(Collected data entries)
Start of Block

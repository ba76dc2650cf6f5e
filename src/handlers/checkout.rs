use std::str::FromStr;

use actix_web::{web, HttpResponse};
use bigdecimal::BigDecimal;
use serde::{Deserialize, Serialize};
use utoipa::ToSchema;

use crate::application::CheckoutRequest;
use crate::domain::customer::{Address, BuyerDetails};
use crate::domain::order::CartItem;
use crate::errors::AppError;
use crate::AppState;

// ── Request / response DTOs ──────────────────────────────────────────────────

#[derive(Debug, Deserialize, ToSchema)]
pub struct AddressRequest {
    pub line1: String,
    pub postal_code: String,
    pub city: String,
    #[serde(default)]
    pub state: String,
    /// Two-letter country code, e.g. "IN"
    pub country: String,
}

#[derive(Debug, Deserialize, ToSchema)]
pub struct CustomerRequest {
    pub name: String,
    pub address: AddressRequest,
}

#[derive(Debug, Deserialize, ToSchema)]
pub struct CheckoutProductRequest {
    pub dish: String,
    /// Unit price in major currency units, at most two decimals
    #[schema(value_type = f64, example = 250)]
    pub price: serde_json::Number,
    pub qnty: i64,
}

#[derive(Debug, Deserialize, ToSchema)]
pub struct CreateCheckoutSessionRequest {
    pub customer: Option<CustomerRequest>,
    pub products: Vec<CheckoutProductRequest>,
}

#[derive(Debug, Serialize, ToSchema)]
pub struct CreateCheckoutSessionResponse {
    /// Checkout session id used by the client to redirect the buyer
    pub id: String,
    /// Hosted payment page, when the processor returns one
    pub url: Option<String>,
}

impl CreateCheckoutSessionRequest {
    fn into_domain(self) -> Result<CheckoutRequest, AppError> {
        let customer = self
            .customer
            .ok_or_else(|| AppError::BadRequest("customer details are required".to_string()))?;

        let items = self
            .products
            .into_iter()
            .map(|p| {
                let unit_price = BigDecimal::from_str(&p.price.to_string()).map_err(|e| {
                    AppError::BadRequest(format!("Invalid price '{}': {}", p.price, e))
                })?;
                let quantity = i32::try_from(p.qnty).map_err(|_| {
                    AppError::BadRequest(format!("Invalid qnty {} for '{}'", p.qnty, p.dish))
                })?;
                Ok(CartItem {
                    item_name: p.dish,
                    unit_price,
                    quantity,
                })
            })
            .collect::<Result<Vec<_>, AppError>>()?;

        Ok(CheckoutRequest {
            buyer: BuyerDetails {
                name: customer.name,
                address: Address {
                    line1: customer.address.line1,
                    postal_code: customer.address.postal_code,
                    city: customer.address.city,
                    state: customer.address.state,
                    country: customer.address.country,
                },
            },
            items,
        })
    }
}

// ── Handlers ─────────────────────────────────────────────────────────────────

/// POST /api/create-checkout-session
///
/// Records the buyer and a pending order for the cart, then opens a hosted
/// checkout session with the payment processor. The order is reconciled
/// later through `/webhook`.
#[utoipa::path(
    post,
    path = "/api/create-checkout-session",
    request_body = CreateCheckoutSessionRequest,
    responses(
        (status = 200, description = "Checkout session created", body = CreateCheckoutSessionResponse),
        (status = 400, description = "Invalid cart or customer details"),
        (status = 500, description = "Checkout failed"),
    ),
    tag = "checkout"
)]
pub async fn create_checkout_session(
    state: web::Data<AppState>,
    body: web::Json<CreateCheckoutSessionRequest>,
) -> Result<HttpResponse, AppError> {
    let request = body.into_inner().into_domain()?;
    let session = state.checkout.create_checkout_session(request).await?;

    Ok(HttpResponse::Ok().json(CreateCheckoutSessionResponse {
        id: session.id,
        url: session.url,
    }))
}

End of Block

Go through the records line by line and give the number of lines with the string "HttpResponse" in them, stating nothing else.

3